Разбитая музыка - Стинг
Шрифт:
Интервал:
Закладка:
Поначалу испытав ужас перед этим странным, эксцентричным человеком, я постепенно начал наслаждаться учебой у него. Я чувствовал священный трепет перед его потрясающе строгой, аскетичной манерой владения языком, который в его устах превращался в грозное оружие.

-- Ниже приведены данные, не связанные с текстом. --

use crate::api_connection::Ingredient;
use crate::term_normalizer::display_name;

/// Accumulates missing ingredients, merging entries that share a display
/// name and unit (both compared case-insensitively).
#[derive(Debug, Clone, Default, PartialEq)]
pub struct MissingIngredientAggregator {
    items: Vec<Ingredient>,
}

impl MissingIngredientAggregator {
    pub fn new() -> Self {
        Self::default()
    }

    pub fn add_or_merge(&mut self, candidate: Ingredient) {
        let key = merge_key(&candidate.name, &candidate.unit);
        match self
            .items
            .iter_mut()
            .find(|existing| merge_key(&existing.name, &existing.unit) == key)
        {
            Some(existing) => existing.amount += candidate.amount,
            None => self.items.push(Ingredient {
                name: display_name(&candidate.name),
                ..candidate
            }),
        }
    }

    pub fn items(&self) -> &[Ingredient] {
        &self.items
    }

    pub fn into_vec(self) -> Vec<Ingredient> {
        self.items
    }
}

/// Adds `candidate` to `existing`, summing into the first entry with the same
/// merge key or appending it (display-named) at the end.
pub fn add_or_merge(existing: Vec<Ingredient>, candidate: Ingredient) -> Vec<Ingredient> {
    let mut aggregator = MissingIngredientAggregator { items: existing };
    aggregator.add_or_merge(candidate);
    aggregator.into_vec()
}

fn merge_key(name: &str, unit: &str) -> (String, String) {
    (display_name(name).to_lowercase(), unit.to_lowercase())
}

#[cfg(test)]
mod tests {
    use super::*;

    #[test]
    fn test_plural_spellings_merge_and_sum() {
        let mut aggregator = MissingIngredientAggregator::new();
        aggregator.add_or_merge(Ingredient::new(11529, "Tomato", 1.0, "pcs"));
        aggregator.add_or_merge(Ingredient::new(99999, "tomatoe", 1.0, "pcs"));

        assert_eq!(aggregator.items(), &[Ingredient::new(11529, "Tomato", 2.0, "pcs")]);
    }

    #[test]
    fn test_unit_is_part_of_the_key() {
        let merged = add_or_merge(vec![Ingredient::new(1, "Flour", 200.0, "g")], Ingredient::new(1, "flour", 1.0, "cup"));
        assert_eq!(merged.len(), 2);
        assert_eq!(merged[1].name, "Flour");
        assert_eq!(merged[1].unit, "cup");
    }

    #[test]
    fn test_unit_comparison_ignores_case_and_keeps_first_unit() {
        let merged = add_or_merge(vec![Ingredient::new(1, "Milk", 1.0, "Cup")], Ingredient::new(2, "milk", 0.5, "cup"));
        assert_eq!(merged, vec![Ingredient::new(1, "Milk", 1.5, "Cup")]);
    }

    #[test]
    fn test_appends_in_first_seen_order() {
        let mut aggregator = MissingIngredientAggregator::new();
        aggregator.add_or_merge(Ingredient::new(1, "garlic", 2.0, "cloves"));
        aggregator.add_or_merge(Ingredient::new(2, "basil", 1.0, "bunch"));
        aggregator.add_or_merge(Ingredient::new(3, "Garlic", 1.0, "cloves"));

        let names: Vec<_> = aggregator.items().iter().map(|i| i.name.as_str()).collect();
        assert_eq!(names, vec!["Garlic", "Basil"]);
        assert_eq!(aggregator.items()[0].amount, 3.0);
    }

    #[test]
    fn test_merges_into_first_match_when_keys_collide() {
        let existing = vec![
            Ingredient::new(1, "Salt", 1.0, "tsp"),
            Ingredient::new(2, "Salt", 1.0, "tsp"),
        ];
        let merged = add_or_merge(existing, Ingredient::new(3, "salt", 1.0, "tsp"));
        assert_eq!(merged[0].amount, 2.0);
        assert_eq!(merged[1].amount, 1.0);
    }
}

У меня не вызывает сомнений, что в жизни этого человека есть какая-то скрытая печаль; заметно, что он не общается почти ни с кем из учителей нашей гимназии. Из школьных слухов я узнаю, что у него нет ни жены, ни детей и что он живет вдвоем со своим старым отцом. Это очень необычный образ жизни для человека за пятьдесят, и в более раскованные времена подобная ситуация могла бы вызвать вопросы о сексуальной ориентации и психическом здоровье нашего учителя. К счастью, мы еще слишком невинны для любопытства такого рода, и хотя меня интригует и завораживает одиночество этого человека, я не испытываю желания что-либо о нем разузнавать. Через много лет я узнаю, что однажды вечером, вернувшись домой, он нашел своего отца мертвым и полуобгоревшим, потому что тот потерял сознание и упал в камин. В моей памяти так и осталась эта ужасная картина, странным образом соединенная с книжными драмами и трагедиями, сквозь которые он провел нас, как мифический перевозчик, переправляющий души через подземную реку.

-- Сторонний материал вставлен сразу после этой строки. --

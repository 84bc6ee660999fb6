pub mod connection;
pub mod endpoints;

pub use connection::{ApiConnectionError, RecipeProvider};
pub use endpoints::{Ingredient, Provider, RecipeInfo, RecipeSummary};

В отличие от других учителей он совсем не занимается и не интересуется нашим воспитанием — ему просто незачем в это вникать. Такое впечатление, что для него существует только мир слов. Он проведет нас по бесплодным ландшафтам «Пустоши» Элиота, «Чистилища» Данте, через адское пламя «Портрета художника в юности» Джойса. Он откроет нам человеческие трагедии в драмах Шекспира и милые недостатки героев «Кентерберийских рассказов» Чосера. Он разъяснит нам иносказания в «Танце» Серджента Масгрейва и мизантропических «Путешествиях Гулливера» Свифта. Он научит нас распутывать сложные интриги в «Томе Джонсе» Филдинга и воспринимать тонкую эстетику и чувствительность Э.-М. Форстера.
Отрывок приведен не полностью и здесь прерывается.